Excerpts from a dataset:
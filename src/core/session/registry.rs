//! Live session registry
//!
//! Maps session ids to the outbound handle of their connection. Background
//! work (pipelines, reply relays) resolves sessions here at the moment it
//! needs to send, so a connection that closed mid-flight is observed as absent.

use bytes::Bytes;
use dashmap::DashMap;
use thiserror::Error;
use tokio::sync::mpsc;
use tracing::debug;

use super::messages::{MessageRoute, OutgoingMessage};

/// The connection behind a session is no longer accepting frames
#[derive(Debug, Error)]
#[error("Session {0} is closed")]
pub struct SessionClosed(pub String);

/// Cloneable send side of one client connection
#[derive(Debug, Clone)]
pub struct SessionHandle {
    id: String,
    tx: mpsc::Sender<MessageRoute>,
}

impl SessionHandle {
    pub fn new(id: impl Into<String>, tx: mpsc::Sender<MessageRoute>) -> Self {
        Self { id: id.into(), tx }
    }

    pub fn id(&self) -> &str {
        &self.id
    }

    /// The connection's sender task is still draining frames
    pub fn is_open(&self) -> bool {
        !self.tx.is_closed()
    }

    /// Queue a JSON control frame
    pub async fn send(&self, message: OutgoingMessage) -> Result<(), SessionClosed> {
        self.tx
            .send(MessageRoute::Outgoing(message))
            .await
            .map_err(|_| SessionClosed(self.id.clone()))
    }

    /// Queue a binary audio frame
    pub async fn send_audio(&self, audio: Bytes) -> Result<(), SessionClosed> {
        self.tx
            .send(MessageRoute::Audio(audio))
            .await
            .map_err(|_| SessionClosed(self.id.clone()))
    }
}

/// Concurrent map of live sessions
#[derive(Debug, Default)]
pub struct SessionRegistry {
    sessions: DashMap<String, SessionHandle>,
}

impl SessionRegistry {
    pub fn new() -> Self {
        Self::default()
    }

    pub fn register(&self, handle: SessionHandle) {
        debug!(session_id = %handle.id(), "Session registered");
        self.sessions.insert(handle.id.clone(), handle);
    }

    /// Resolve a session that is still open
    ///
    /// Entries whose connection has gone away are evicted and reported as absent.
    pub fn lookup(&self, session_id: &str) -> Option<SessionHandle> {
        let handle = self.sessions.get(session_id).map(|entry| entry.value().clone())?;
        if handle.is_open() {
            return Some(handle);
        }

        // Read guard is released above; removing here cannot deadlock
        self.sessions
            .remove_if(session_id, |_, existing| !existing.is_open());
        debug!(session_id = %session_id, "Evicted closed session on lookup");
        None
    }

    /// Remove a session; returns whether an entry was present
    pub fn remove(&self, session_id: &str) -> bool {
        let removed = self.sessions.remove(session_id).is_some();
        if removed {
            debug!(session_id = %session_id, "Session removed");
        }
        removed
    }

    pub fn len(&self) -> usize {
        self.sessions.len()
    }

    pub fn is_empty(&self) -> bool {
        self.sessions.is_empty()
    }
}
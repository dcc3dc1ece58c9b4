use std::sync::Arc;

use axum::{Json, extract::State};
use serde::Serialize;

use crate::state::AppState;

#[derive(Debug, Serialize)]
#[serde(rename_all = "camelCase")]
pub struct HealthResponse {
    pub status: &'static str,
    pub active_sessions: usize,
}

/// Health check handler
pub async fn health_check(State(state): State<Arc<AppState>>) -> Json<HealthResponse> {
    Json(HealthResponse {
        status: "OK",
        active_sessions: state.sessions().len(),
    })
}
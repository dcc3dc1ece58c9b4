mod streamer;

pub use streamer::{
    NON_AUDIO_REPLY_ERROR, PendingSpeech, ReplyKind, SpeechSynthesizer, SynthesisError,
    SynthesizedSpeech, relay_speech,
};
use axum::http::StatusCode;
use axum::response::{IntoResponse, Response};
use thiserror::Error;

/// Errors surfaced by the HTTP endpoints
///
/// Rendered as plain-text bodies, which is what the automation workflow
/// calling the intake endpoint expects.
#[derive(Debug, Error)]
pub enum AppError {
    #[error("{0}")]
    BadRequest(String),

    #[error("{0}")]
    Internal(String),
}

pub type AppResult<T> = Result<T, AppError>;

impl AppError {
    pub fn status_code(&self) -> StatusCode {
        match self {
            Self::BadRequest(_) => StatusCode::BAD_REQUEST,
            Self::Internal(_) => StatusCode::INTERNAL_SERVER_ERROR,
        }
    }
}

impl IntoResponse for AppError {
    fn into_response(self) -> Response {
        (self.status_code(), self.to_string()).into_response()
    }
}
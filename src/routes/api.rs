use axum::{
    Router,
    routing::{get, post},
};
use tower_http::trace::TraceLayer;

use crate::handlers::{api, reply};
use crate::state::AppState;
use std::sync::Arc;

/// Create the HTTP API router
///
/// - `GET /health` - health check
/// - `POST /handle-n8n-response` - automation reply intake
pub fn create_api_router() -> Router<Arc<AppState>> {
    Router::new()
        .route("/health", get(api::health_check))
        .route("/handle-n8n-response", post(reply::handle_automation_reply))
        .layer(TraceLayer::new_for_http())
}
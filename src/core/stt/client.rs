//! Transcription client
//!
//! Stages one utterance in a scoped temp file, uploads it to the STT service
//! as a multipart `file` field and extracts the transcript from the reply.
//! The temp file is removed once the request finishes, whatever the outcome.

use std::io;
use std::path::{Path, PathBuf};
use std::time::Duration;

use reqwest::Client;
use reqwest::multipart::{Form, Part};
use thiserror::Error;
use tokio_util::io::ReaderStream;
use tracing::{debug, info, warn};

use super::messages::TranscriptionResponse;
use crate::core::upstream::describe_error_body;

const UPLOAD_FIELD: &str = "file";
const UPLOAD_FILE_NAME: &str = "audio.wav";
const UPLOAD_MIME: &str = "audio/wav";

/// Transcription failures; the affected utterance is abandoned
#[derive(Debug, Error)]
pub enum TranscriptionError {
    #[error("STT service returned {status}: {message}")]
    Upstream { status: u16, message: String },

    #[error("STT request timed out")]
    Timeout,

    #[error("STT request failed: {0}")]
    Network(String),

    #[error("Failed to stage audio artifact: {0}")]
    TempFile(#[from] io::Error),

    #[error("Invalid STT response: {0}")]
    InvalidResponse(String),
}

impl From<reqwest::Error> for TranscriptionError {
    fn from(err: reqwest::Error) -> Self {
        if err.is_timeout() {
            Self::Timeout
        } else {
            Self::Network(err.to_string())
        }
    }
}

/// File-name prefix shared by every artifact of one session
pub fn artifact_prefix(session_id: &str) -> String {
    format!("utterance_{session_id}_")
}

#[derive(Debug, Clone)]
pub struct TranscriptionClient {
    http: Client,
    endpoint: String,
    temp_dir: PathBuf,
    timeout: Duration,
}

impl TranscriptionClient {
    pub fn new(
        http: Client,
        endpoint: impl Into<String>,
        temp_dir: impl Into<PathBuf>,
        timeout: Duration,
    ) -> Self {
        Self {
            http,
            endpoint: endpoint.into(),
            temp_dir: temp_dir.into(),
            timeout,
        }
    }

    pub fn temp_dir(&self) -> &Path {
        &self.temp_dir
    }

    /// Transcribe one utterance
    ///
    /// Returns `Ok(None)` when the service found no speech.
    pub async fn transcribe(
        &self,
        session_id: &str,
        audio: &[u8],
    ) -> Result<Option<String>, TranscriptionError> {
        tokio::fs::create_dir_all(&self.temp_dir).await?;

        let artifact = tempfile::Builder::new()
            .prefix(&artifact_prefix(session_id))
            .suffix(".wav")
            .tempfile_in(&self.temp_dir)?;

        debug!(
            session_id = %session_id,
            path = %artifact.path().display(),
            bytes = audio.len(),
            "Staged utterance for transcription"
        );

        let result = self.upload(artifact.path(), audio).await;

        let path = artifact.path().to_path_buf();
        if let Err(e) = artifact.close() {
            warn!(
                session_id = %session_id,
                path = %path.display(),
                "Failed to remove audio artifact: {}", e
            );
        }

        result
    }

    async fn upload(
        &self,
        path: &Path,
        audio: &[u8],
    ) -> Result<Option<String>, TranscriptionError> {
        tokio::fs::write(path, audio).await?;

        let file = tokio::fs::File::open(path).await?;
        let body = reqwest::Body::wrap_stream(ReaderStream::new(file));
        let file_part = Part::stream_with_length(body, audio.len() as u64)
            .file_name(UPLOAD_FILE_NAME)
            .mime_str(UPLOAD_MIME)?;
        let form = Form::new().part(UPLOAD_FIELD, file_part);

        let response = self
            .http
            .post(&self.endpoint)
            .timeout(self.timeout)
            .multipart(form)
            .send()
            .await?;

        let status = response.status();
        let response_text = response.text().await?;

        if !status.is_success() {
            return Err(TranscriptionError::Upstream {
                status: status.as_u16(),
                message: describe_error_body(&response_text),
            });
        }

        let parsed: TranscriptionResponse = serde_json::from_str(&response_text)
            .map_err(|e| TranscriptionError::InvalidResponse(e.to_string()))?;

        let transcript = parsed.transcript().map(str::to_string);
        match &transcript {
            Some(text) => info!("Transcription complete: {} characters", text.len()),
            None => info!("Transcription returned no speech"),
        }
        Ok(transcript)
    }

    /// Remove leftover artifacts of a session; returns how many were deleted
    ///
    /// Best-effort: a missing directory or an undeletable file is only logged.
    pub async fn purge_session_artifacts(&self, session_id: &str) -> usize {
        let prefix = artifact_prefix(session_id);

        let mut entries = match tokio::fs::read_dir(&self.temp_dir).await {
            Ok(entries) => entries,
            Err(e) if e.kind() == io::ErrorKind::NotFound => return 0,
            Err(e) => {
                warn!(session_id = %session_id, "Failed to scan audio temp dir: {}", e);
                return 0;
            }
        };

        let mut removed = 0;
        loop {
            let entry = match entries.next_entry().await {
                Ok(Some(entry)) => entry,
                Ok(None) => break,
                Err(e) => {
                    warn!(session_id = %session_id, "Failed to scan audio temp dir: {}", e);
                    break;
                }
            };

            if !entry.file_name().to_string_lossy().starts_with(&prefix) {
                continue;
            }

            match tokio::fs::remove_file(entry.path()).await {
                Ok(()) => removed += 1,
                Err(e) => warn!(
                    session_id = %session_id,
                    path = %entry.path().display(),
                    "Failed to remove audio artifact: {}", e
                ),
            }
        }

        if removed > 0 {
            info!(session_id = %session_id, removed, "Purged leftover audio artifacts");
        }
        removed
    }
}
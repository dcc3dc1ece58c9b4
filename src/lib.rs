pub mod config;
pub mod core;
pub mod errors;
pub mod handlers;
pub mod routes;
pub mod state;
pub mod utils;

// Re-export commonly used items for convenience
pub use config::ServerConfig;
pub use crate::core::*;
pub use errors::app_error::{AppError, AppResult};
pub use state::AppState;
//! Per-session utterance buffer
//!
//! Accumulates binary audio chunks until the client signals the end of an
//! utterance or stops sending for the idle timeout, then hands the
//! concatenated audio to the pipeline exactly once. While a finalized
//! utterance is still being processed, incoming chunks are dropped.

use std::sync::Arc;
use std::sync::atomic::{AtomicBool, Ordering};
use std::time::Duration;

use bytes::{Bytes, BytesMut};
use tokio::time::Instant;

/// Observable buffer state
#[derive(Debug, Clone, Copy, PartialEq, Eq)]
pub enum BufferState {
    /// Nothing buffered, no utterance in flight
    Idle,
    /// Chunks buffered and idle deadline armed
    Accumulating,
    /// An utterance is being transcribed and relayed
    Finalizing,
}

/// Result of offering a chunk to the buffer
#[derive(Debug, Clone, Copy, PartialEq, Eq)]
pub enum PushOutcome {
    Buffered,
    /// Discarded because an utterance is still in flight
    Dropped,
}

/// Clears the processing flag when the utterance is released
#[derive(Debug)]
struct ProcessingGuard(Arc<AtomicBool>);

impl Drop for ProcessingGuard {
    fn drop(&mut self) {
        self.0.store(false, Ordering::Release);
    }
}

/// A finalized utterance
///
/// The owning session accepts new audio again once this value is dropped.
#[derive(Debug)]
pub struct Utterance {
    audio: Bytes,
    _guard: ProcessingGuard,
}

impl Utterance {
    pub fn audio(&self) -> &Bytes {
        &self.audio
    }
}

#[derive(Debug)]
pub struct UtteranceBuffer {
    chunks: Vec<Bytes>,
    buffered_bytes: usize,
    deadline: Option<Instant>,
    idle_timeout: Duration,
    processing: Arc<AtomicBool>,
}

impl UtteranceBuffer {
    pub fn new(idle_timeout: Duration) -> Self {
        Self {
            chunks: Vec::new(),
            buffered_bytes: 0,
            deadline: None,
            idle_timeout,
            processing: Arc::new(AtomicBool::new(false)),
        }
    }

    pub fn state(&self) -> BufferState {
        if self.is_processing() {
            BufferState::Finalizing
        } else if self.chunks.is_empty() {
            BufferState::Idle
        } else {
            BufferState::Accumulating
        }
    }

    pub fn is_processing(&self) -> bool {
        self.processing.load(Ordering::Acquire)
    }

    /// Append a chunk and push the idle deadline out to `now + idle_timeout`
    pub fn push(&mut self, chunk: Bytes, now: Instant) -> PushOutcome {
        if self.is_processing() {
            return PushOutcome::Dropped;
        }

        self.buffered_bytes += chunk.len();
        self.chunks.push(chunk);
        self.deadline = Some(now + self.idle_timeout);
        PushOutcome::Buffered
    }

    /// When the buffered audio should be finalized if nothing else arrives
    pub fn deadline(&self) -> Option<Instant> {
        self.deadline
    }

    #[cfg(test)]
    pub fn buffered_bytes(&self) -> usize {
        self.buffered_bytes
    }

    #[cfg(test)]
    pub fn chunk_count(&self) -> usize {
        self.chunks.len()
    }

    /// Take the buffered audio as one utterance
    ///
    /// Returns `None` when an utterance is already in flight or nothing is
    /// buffered. On success the buffer is empty, the deadline is cleared and
    /// new chunks are dropped until the returned [`Utterance`] is dropped.
    pub fn finalize(&mut self) -> Option<Utterance> {
        if self.is_processing() {
            return None;
        }

        self.deadline = None;
        if self.chunks.is_empty() {
            return None;
        }

        self.processing.store(true, Ordering::Release);

        let mut audio = BytesMut::with_capacity(self.buffered_bytes);
        for chunk in self.chunks.drain(..) {
            audio.extend_from_slice(&chunk);
        }
        self.buffered_bytes = 0;

        Some(Utterance {
            audio: audio.freeze(),
            _guard: ProcessingGuard(self.processing.clone()),
        })
    }

    /// Discard buffered audio and disarm the deadline
    pub fn reset(&mut self) {
        self.chunks.clear();
        self.buffered_bytes = 0;
        self.deadline = None;
    }
}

WHAT YOU HAVE TO DO:
Look above for the line with "found no speech." and the line with "let transcript = parsed.transcript().map(str::to_string);"; transcribe both and all lines in between, exactly, and nothing else.

WORKED SOLUTION:
    /// Returns `Ok(None)` when the service found no speech.
    pub async fn transcribe(
        &self,
        session_id: &str,
        audio: &[u8],
    ) -> Result<Option<String>, TranscriptionError> {
        tokio::fs::create_dir_all(&self.temp_dir).await?;

        let artifact = tempfile::Builder::new()
            .prefix(&artifact_prefix(session_id))
            .suffix(".wav")
            .tempfile_in(&self.temp_dir)?;

        debug!(
            session_id = %session_id,
            path = %artifact.path().display(),
            bytes = audio.len(),
            "Staged utterance for transcription"
        );

        let result = self.upload(artifact.path(), audio).await;

        let path = artifact.path().to_path_buf();
        if let Err(e) = artifact.close() {
            warn!(
                session_id = %session_id,
                path = %path.display(),
                "Failed to remove audio artifact: {}", e
            );
        }

        result
    }

    async fn upload(
        &self,
        path: &Path,
        audio: &[u8],
    ) -> Result<Option<String>, TranscriptionError> {
        tokio::fs::write(path, audio).await?;

        let file = tokio::fs::File::open(path).await?;
        let body = reqwest::Body::wrap_stream(ReaderStream::new(file));
        let file_part = Part::stream_with_length(body, audio.len() as u64)
            .file_name(UPLOAD_FILE_NAME)
            .mime_str(UPLOAD_MIME)?;
        let form = Form::new().part(UPLOAD_FIELD, file_part);

        let response = self
            .http
            .post(&self.endpoint)
            .timeout(self.timeout)
            .multipart(form)
            .send()
            .await?;

        let status = response.status();
        let response_text = response.text().await?;

        if !status.is_success() {
            return Err(TranscriptionError::Upstream {
                status: status.as_u16(),
                message: describe_error_body(&response_text),
            });
        }

        let parsed: TranscriptionResponse = serde_json::from_str(&response_text)
            .map_err(|e| TranscriptionError::InvalidResponse(e.to_string()))?;

        let transcript = parsed.transcript().map(str::to_string);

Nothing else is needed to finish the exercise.